Joshua Attoh Quarshie v. Nii Kojo Danso and 3 Ors
2016
COURT OF APPEAL
GHANA
CORAM
- Kusi-Appiah, J.A. (Presiding)
- Larbi (Mrs.), J.A.
- Agyemang (Mrs.), J.A.
Areas of Law
- Civil Procedure
- Contract Law
- Property and Real Estate Law
2016
COURT OF APPEAL
GHANA
CORAM
AI Generated Summary
In this interlocutory appeal, the appellant challenged the decision of the Land Court, Accra, which dismissed his application for substitution in a family land compensation suit. The original plaintiff had won a judgment for compensation before dying and being replaced by his son, unbeknownst to the appellant who was authorized by the family. The appeal court found that the trial judge made errors in understanding the application as a joinder and failed to provide a fair hearing, violating the principles of natural justice.
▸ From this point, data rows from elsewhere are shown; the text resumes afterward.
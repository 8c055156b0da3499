//! Timing calibration configuration
//!
//! Caption timestamps from the caption source run systematically late, so a
//! base correction of [`BASE_OFFSET`] is always part of the stored offset. The
//! user only ever sees and adjusts the *relative* offset on top of it:
//!
//! ```text
//! offset (stored, absolute) = BASE_OFFSET + relative offset (user-facing)
//! ```
//!
//! Stored blobs carry the absolute offset, so a blob written by an earlier
//! session loads back to the same calibration.

use crate::error::{CoreError, Result};
use serde::Serialize;
use serde_json::{Map, Value};

/// Internal calibration applied to every caption track, in seconds
pub const BASE_OFFSET: f64 = -1.5;

/// Granularity of user offset adjustments, in seconds
pub const OFFSET_STEP: f64 = 0.1;

/// Offset, pre-roll and post-roll applied to subtitle visibility windows
#[derive(Debug, Clone, Copy, PartialEq, Serialize)]
#[serde(rename_all = "camelCase")]
pub struct TimingConfig {
    /// Absolute shift in seconds, may be negative
    offset: f64,
    /// Milliseconds to show a subtitle early, never negative
    pre_roll: f64,
    /// Milliseconds to keep a subtitle longer, never negative
    post_roll: f64,
}

impl Default for TimingConfig {
    fn default() -> Self {
        Self {
            offset: BASE_OFFSET,
            pre_roll: 0.0,
            post_roll: 0.0,
        }
    }
}

impl TimingConfig {
    /// Build from an absolute offset; negative rolls are clamped to zero
    pub fn new(offset: f64, pre_roll_ms: f64, post_roll_ms: f64) -> Self {
        Self {
            offset,
            pre_roll: clamp_roll(pre_roll_ms),
            post_roll: clamp_roll(post_roll_ms),
        }
    }

    /// No shift at all, not even the base correction
    pub fn zero() -> Self {
        Self::new(0.0, 0.0, 0.0)
    }

    /// Build from the user-facing relative offset
    pub fn from_relative(relative_offset: f64, pre_roll_ms: f64, post_roll_ms: f64) -> Self {
        Self::new(BASE_OFFSET + relative_offset, pre_roll_ms, post_roll_ms)
    }

    pub fn offset(&self) -> f64 {
        self.offset
    }

    pub fn pre_roll_ms(&self) -> f64 {
        self.pre_roll
    }

    pub fn post_roll_ms(&self) -> f64 {
        self.post_roll
    }

    pub fn pre_roll_secs(&self) -> f64 {
        self.pre_roll / 1000.0
    }

    pub fn post_roll_secs(&self) -> f64 {
        self.post_roll / 1000.0
    }

    /// Offset as shown to the user, 0 meaning "base correction only"
    pub fn relative_offset(&self) -> f64 {
        self.offset - BASE_OFFSET
    }

    pub fn with_offset(mut self, offset: f64) -> Self {
        self.offset = offset;
        self
    }

    pub fn with_relative_offset(mut self, relative_offset: f64) -> Self {
        self.offset = BASE_OFFSET + relative_offset;
        self
    }

    /// Move the relative offset by `delta`, snapped to [`OFFSET_STEP`]
    pub fn nudge_offset(self, delta: f64) -> Self {
        let relative = ((self.relative_offset() + delta) / OFFSET_STEP).round() * OFFSET_STEP;
        self.with_relative_offset(relative)
    }

    pub fn with_pre_roll(mut self, pre_roll_ms: f64) -> Self {
        self.pre_roll = clamp_roll(pre_roll_ms);
        self
    }

    pub fn with_post_roll(mut self, post_roll_ms: f64) -> Self {
        self.post_roll = clamp_roll(post_roll_ms);
        self
    }

    /// Check that every field is finite and the rolls are not negative
    pub fn validate(&self) -> Result<()> {
        if !self.offset.is_finite() {
            return Err(CoreError::Configuration(
                "offset must be a finite number".into(),
            ));
        }

        for (name, value) in [("preRoll", self.pre_roll), ("postRoll", self.post_roll)] {
            if !value.is_finite() || value < 0.0 {
                return Err(CoreError::Configuration(format!(
                    "{name} must be a non-negative number, got {value}"
                )));
            }
        }

        Ok(())
    }

    /// Serialize for the storage collaborator
    pub fn to_blob(&self) -> String {
        serde_json::json!({
            "offset": self.offset,
            "preRoll": self.pre_roll,
            "postRoll": self.post_roll,
        })
        .to_string()
    }

    /// Strict blob parsing.
    ///
    /// Missing fields take their default; a field with the wrong type or an
    /// out-of-range value is an error. Unknown fields are ignored.
    pub fn parse_blob(blob: &str) -> Result<Self> {
        let value: Value =
            serde_json::from_str(blob).map_err(|e| CoreError::json("parse timing blob", e))?;

        let Value::Object(fields) = value else {
            return Err(CoreError::invalid_input("timing blob is not a JSON object"));
        };

        let defaults = Self::default();
        let config = Self {
            offset: number_field(&fields, "offset")?.unwrap_or(defaults.offset),
            pre_roll: number_field(&fields, "preRoll")?.unwrap_or(defaults.pre_roll),
            post_roll: number_field(&fields, "postRoll")?.unwrap_or(defaults.post_roll),
        };
        config.validate()?;
        Ok(config)
    }

    /// Lenient blob parsing: any problem yields [`TimingConfig::default`]
    pub fn from_blob(blob: &str) -> Self {
        match Self::parse_blob(blob) {
            Ok(config) => config,
            Err(err) => {
                tracing::warn!(error = %err, "ignoring stored timing config");
                Self::default()
            }
        }
    }
}

fn number_field(fields: &Map<String, Value>, name: &str) -> Result<Option<f64>> {
    match fields.get(name) {
        None => Ok(None),
        Some(Value::Number(number)) => number
            .as_f64()
            .map(Some)
            .ok_or_else(|| CoreError::invalid_input(format!("{name} is not representable"))),
        Some(other) => Err(CoreError::invalid_input(format!(
            "{name} must be a number, got {other}"
        ))),
    }
}

fn clamp_roll(ms: f64) -> f64 {
    if ms.is_nan() {
        0.0
    } else {
        ms.max(0.0)
    }
}

#[cfg(test)]
mod tests {
    use super::*;

    #[test]
    fn test_default_uses_base_offset() {
        let config = TimingConfig::default();
        assert_eq!(config.offset(), BASE_OFFSET);
        assert_eq!(config.relative_offset(), 0.0);
        assert_eq!(config.pre_roll_ms(), 0.0);
        assert_eq!(config.post_roll_ms(), 0.0);
    }

    #[test]
    fn test_relative_offset_round_trip() {
        let config = TimingConfig::from_relative(0.5, 0.0, 0.0);
        assert!((config.offset() - -1.0).abs() < 1e-9);
        assert!((config.relative_offset() - 0.5).abs() < 1e-9);

        let shifted = config.with_relative_offset(-2.0);
        assert!((shifted.offset() - -3.5).abs() < 1e-9);
    }

    #[test]
    fn test_nudge_snaps_to_step() {
        let mut config = TimingConfig::default();
        for _ in 0..3 {
            config = config.nudge_offset(0.1);
        }
        assert!((config.relative_offset() - 0.3).abs() < 1e-9);

        let config = config.nudge_offset(-0.5);
        assert!((config.relative_offset() - -0.2).abs() < 1e-9);
    }

    #[test]
    fn test_negative_rolls_are_clamped() {
        let config = TimingConfig::new(0.0, -100.0, f64::NAN);
        assert_eq!(config.pre_roll_ms(), 0.0);
        assert_eq!(config.post_roll_ms(), 0.0);
        assert_eq!(TimingConfig::zero().with_post_roll(-1.0).post_roll_ms(), 0.0);
        assert!(config.validate().is_ok());
    }

    #[test]
    fn test_validate_rejects_non_finite_offset() {
        let config = TimingConfig::zero().with_offset(f64::INFINITY);
        assert!(matches!(
            config.validate(),
            Err(CoreError::Configuration(_))
        ));
    }

    #[test]
    fn test_blob_round_trip() {
        let config = TimingConfig::from_relative(0.7, 200.0, 350.0);
        let restored = TimingConfig::from_blob(&config.to_blob());
        assert_eq!(restored, config);
    }

    #[test]
    fn test_blob_uses_stored_field_names() {
        let blob = TimingConfig::default().to_blob();
        assert!(blob.contains("\"offset\""));
        assert!(blob.contains("\"preRoll\""));
        assert!(blob.contains("\"postRoll\""));
    }

    #[test]
    fn test_partial_blob_fills_defaults() {
        let config = TimingConfig::from_blob(r#"{"postRoll": 300}"#);
        assert_eq!(config.offset(), BASE_OFFSET);
        assert_eq!(config.pre_roll_ms(), 0.0);
        assert_eq!(config.post_roll_ms(), 300.0);
    }

    #[test]
    fn test_invalid_blobs_fall_back_to_default() {
        let invalid = [
            "",
            "not json",
            "null",
            "42",
            "[1, 2]",
            r#""offset""#,
            r#"{"offset": "1.5"}"#,
            r#"{"offset": null}"#,
            r#"{"preRoll": -50}"#,
            r#"{"postRoll": true}"#,
        ];
        for blob in invalid {
            assert_eq!(
                TimingConfig::from_blob(blob),
                TimingConfig::default(),
                "blob {blob:?}"
            );
        }
    }

    #[test]
    fn test_strict_parse_reports_reason() {
        match TimingConfig::parse_blob(r#"{"preRoll": -50}"#) {
            Err(CoreError::Configuration(msg)) => assert!(msg.contains("preRoll")),
            other => panic!("Expected configuration error, got {other:?}"),
        }
        assert!(matches!(
            TimingConfig::parse_blob("{"),
            Err(CoreError::Json { .. })
        ));
        assert!(matches!(
            TimingConfig::parse_blob("3"),
            Err(CoreError::InvalidInput(_))
        ));
    }

    #[test]
    fn test_unknown_fields_ignored() {
        let config = TimingConfig::from_blob(r#"{"offset": -1.0, "theme": "dark"}"#);
        assert_eq!(config.offset(), -1.0);
    }
}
The appellant's substitution was granted, removing the son in favor of the authorized family representative, and highlighting the procedural expectations in representative suits.
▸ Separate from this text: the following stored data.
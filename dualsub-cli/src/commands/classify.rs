//! Classify command implementation

use super::{GlobalArgs, ReportFormat};
use crate::output::write_json;
use anyhow::{Context, Result};
use clap::Args;
use dualsub_core::{BoundaryClassifier, BoundaryDecision};
use serde::Serialize;
use std::io::{self, BufRead, Write};

/// Arguments for the classify command
#[derive(Debug, Args)]
pub struct ClassifyArgs {
    /// Text buffers to classify; lines from stdin when omitted
    #[arg(value_name = "TEXT")]
    pub texts: Vec<String>,

    /// Extra abbreviation, without the trailing dot (repeatable)
    #[arg(short = 'a', long = "abbreviation", value_name = "ABBR")]
    pub abbreviations: Vec<String>,

    /// Output format
    #[arg(short, long, value_enum, default_value = "text")]
    pub format: ReportFormat,
}

/// Decision for one buffer
#[derive(Debug, Serialize, PartialEq)]
pub struct Classification {
    pub text: String,
    pub boundary: bool,
    pub decision: &'static str,
    /// Abbreviation that blocked the boundary
    #[serde(skip_serializing_if = "Option::is_none")]
    pub abbreviation: Option<String>,
}

impl Classification {
    fn new(text: String, decision: BoundaryDecision) -> Self {
        let abbreviation = match &decision {
            BoundaryDecision::Abbreviation(token) => Some(token.clone()),
            _ => None,
        };
        Self {
            text,
            boundary: decision.is_boundary(),
            decision: decision.label(),
            abbreviation,
        }
    }
}

impl ClassifyArgs {
    /// Execute the classify command
    pub fn execute(&self, global: &GlobalArgs) -> Result<()> {
        let config = global.load_config()?;

        let extra = config
            .sentence
            .extra_abbreviations
            .iter()
            .chain(&self.abbreviations)
            .map(|abbr| abbr.trim_end_matches('.').to_string());
        let classifier = BoundaryClassifier::new().with_abbreviations(extra);

        let texts = if self.texts.is_empty() {
            io::stdin()
                .lock()
                .lines()
                .collect::<io::Result<Vec<_>>>()
                .context("Failed to read text from stdin")?
        } else {
            self.texts.clone()
        };

        let results = classify_all(&classifier, texts);

        let stdout = io::stdout();
        let mut out = stdout.lock();
        match self.format {
            ReportFormat::Json => write_json(&mut out, &results, config.output.pretty_json)?,
            ReportFormat::Text => {
                for result in &results {
                    match &result.abbreviation {
                        Some(token) => {
                            writeln!(out, "{} ({})\t{}", result.decision, token, result.text)?
                        }
                        None => writeln!(out, "{}\t{}", result.decision, result.text)?,
                    }
                }
                out.flush()?;
            }
        }

        Ok(())
    }
}

pub fn classify_all(classifier: &BoundaryClassifier, texts: Vec<String>) -> Vec<Classification> {
    texts
        .into_iter()
        .map(|text| {
            let decision = classifier.classify(&text);
            Classification::new(text, decision)
        })
        .collect()
}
AGYEMANG, JA: In this interlocutory appeal, the appellant seeks a reversal of the ruling of the Land Court, Accra, delivered on the 10th of March 2015. The matters that have given rise to the appeal are as follows: On the 13thof April 2005, the High Court gave judgment for Nii Kojo Danso I, who sued as representative of the Ajumanku Dawurampong Royal family and Clan of Nii Kofi Akrashie We of Ngleshie Alata, James Town, Accra (hereafter referred to alternately as “the family”). The judgment was against the defendants/respondents herein, and it was for the payment of the sum of GHC 57, 433, 900 being part-payment of compensation under EI 27, S. 1 (1) of the State Lands Act (Act 125) as amended, for the compulsory acquisition by the Ghana Government, of Dansoman Lands.
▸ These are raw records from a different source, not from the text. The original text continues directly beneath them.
//! Lookup command implementation

use super::{GlobalArgs, ReportFormat};
use crate::config::CliConfig;
use crate::error::CliError;
use crate::input::CaptionReader;
use crate::output::{format_timestamp, write_json};
use anyhow::Result;
use clap::Args;
use dualsub_core::{apply_calibration, SubtitleIndex, TimingConfig};
use serde::Serialize;
use std::io::{self, Write};
use std::path::PathBuf;

/// Calibration flags, applied on top of the config file or a timing blob
#[derive(Debug, Args)]
pub struct TimingArgs {
    /// Offset in seconds relative to the built-in correction
    #[arg(long, value_name = "SECONDS", allow_negative_numbers = true)]
    pub offset: Option<f64>,

    /// Show subtitles this many milliseconds early
    #[arg(long, value_name = "MS", allow_negative_numbers = true)]
    pub pre_roll: Option<f64>,

    /// Keep subtitles this many milliseconds longer
    #[arg(long, value_name = "MS", allow_negative_numbers = true)]
    pub post_roll: Option<f64>,

    /// Stored timing blob to start from instead of the config file
    #[arg(long, value_name = "FILE")]
    pub timing_file: Option<PathBuf>,

    /// Use caption times as they are, without any calibration
    #[arg(long, conflicts_with_all = ["offset", "pre_roll", "post_roll", "timing_file"])]
    pub raw: bool,
}

impl TimingArgs {
    /// Defaults, then config file or blob, then flags
    pub fn resolve(&self, config: &CliConfig) -> Result<TimingConfig> {
        if self.raw {
            return Ok(TimingConfig::zero());
        }

        let mut timing = match &self.timing_file {
            Some(path) => CaptionReader::read_timing_blob(path)?,
            None => config.timing.to_timing_config(),
        };

        if let Some(offset) = self.offset {
            timing = timing.with_relative_offset(offset);
        }
        if let Some(pre_roll) = self.pre_roll {
            timing = timing.with_pre_roll(non_negative("--pre-roll", pre_roll)?);
        }
        if let Some(post_roll) = self.post_roll {
            timing = timing.with_post_roll(non_negative("--post-roll", post_roll)?);
        }

        timing
            .validate()
            .map_err(|e| CliError::ConfigError(e.to_string()))?;

        log::debug!(
            "Timing: offset {:.2}s (relative {:+.2}s), pre-roll {}ms, post-roll {}ms",
            timing.offset(),
            timing.relative_offset(),
            timing.pre_roll_ms(),
            timing.post_roll_ms()
        );

        Ok(timing)
    }
}

fn non_negative(flag: &str, value: f64) -> Result<f64> {
    if value.is_finite() && value >= 0.0 {
        Ok(value)
    } else {
        Err(CliError::ConfigError(format!(
            "{flag} must be a non-negative number, got {value}"
        ))
        .into())
    }
}

/// Arguments for the lookup command
#[derive(Debug, Args)]
pub struct LookupArgs {
    /// Timed caption file (JSON)
    #[arg(short, long, value_name = "FILE")]
    pub input: PathBuf,

    /// Playback time in seconds (repeatable)
    #[arg(
        short,
        long = "time",
        value_name = "SECONDS",
        required = true,
        allow_negative_numbers = true
    )]
    pub times: Vec<f64>,

    #[command(flatten)]
    pub timing: TimingArgs,

    /// Output format
    #[arg(short, long, value_enum, default_value = "text")]
    pub format: ReportFormat,
}

/// Subtitle shown at one playback time
#[derive(Debug, Serialize, PartialEq)]
pub struct LookupHit {
    pub time: f64,
    /// Position in the caption track, absent when nothing is visible
    pub index: Option<usize>,
    pub text: String,
    /// Calibrated visibility window of the matched caption
    pub window: Option<(f64, f64)>,
}

impl LookupArgs {
    /// Execute the lookup command
    pub fn execute(&self, global: &GlobalArgs) -> Result<()> {
        let config = global.load_config()?;
        let timing = self.timing.resolve(&config)?;

        let track = CaptionReader::read_track(&self.input)?;
        track.require_timing(&self.input)?;

        let hits = lookup_times(&SubtitleIndex::new(&track.fragments, timing), &self.times);

        let stdout = io::stdout();
        let mut out = stdout.lock();
        match self.format {
            ReportFormat::Json => write_json(&mut out, &hits, config.output.pretty_json)?,
            ReportFormat::Text => {
                for hit in &hits {
                    writeln!(out, "{}\t{}", format_timestamp(hit.time), hit.text)?;
                }
                out.flush()?;
            }
        }

        Ok(())
    }
}

pub fn lookup_times(index: &SubtitleIndex<'_>, times: &[f64]) -> Vec<LookupHit> {
    times
        .iter()
        .map(|&time| match index.active_index(time) {
            Some(position) => {
                let fragment = &index.fragments()[position];
                LookupHit {
                    time,
                    index: Some(position),
                    text: fragment.text.clone(),
                    window: Some(apply_calibration(fragment.start, fragment.end, index.config())),
                }
            }
            None => LookupHit {
                time,
                index: None,
                text: String::new(),
                window: None,
            },
        })
        .collect()
}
It is uncontroverted that in the lifetime of the original plaintiff Nii Kojo Danso I, the appellant (head of Otukunor We (one of the Divisions of the family), was authorised by the family acting by its principal members, to represent it in court.
After judgment was entered, the appellant went into execution and secured the payment of GHc100, 000 for the family.
The original plaintiff (Nii Kojo Danso I) died on 4th September 2009. One Alhaji Issah Oblitey was, on his own application, substituted for the plaintiff without the knowledge of the appellant.
When it came to his notice, the appellant, having been so authorised by the family, applied to have the said substitution set aside.
Prior to this application, an application had been brought before the same court by one Nii Kojo Danso II, son and customary successor of the original plaintiff, for substitution in place of the original plaintiff.
While the two applications were pending, the application for substitution by Nii Kojo Danso II was granted by the court.
The appellant whose application to set aside Alhaji Issah Oblitey’s substitution was overtaken by the said event, then applied to be substituted for the original plaintiff in place of Nii Kojo Danso II.
The application was dismissed by the learned trial judge on the ground that it was an application for joinder which she could not grant post-judgment.
The appellant sought a review of the ruling, drawing the court’s attention to the fact that the application had not been for joinder as the learned trial judge supposed, but for substitution.
The learned trial judge dismissed the application for review also, stating that the court had already substituted Nii Kojo Danso II.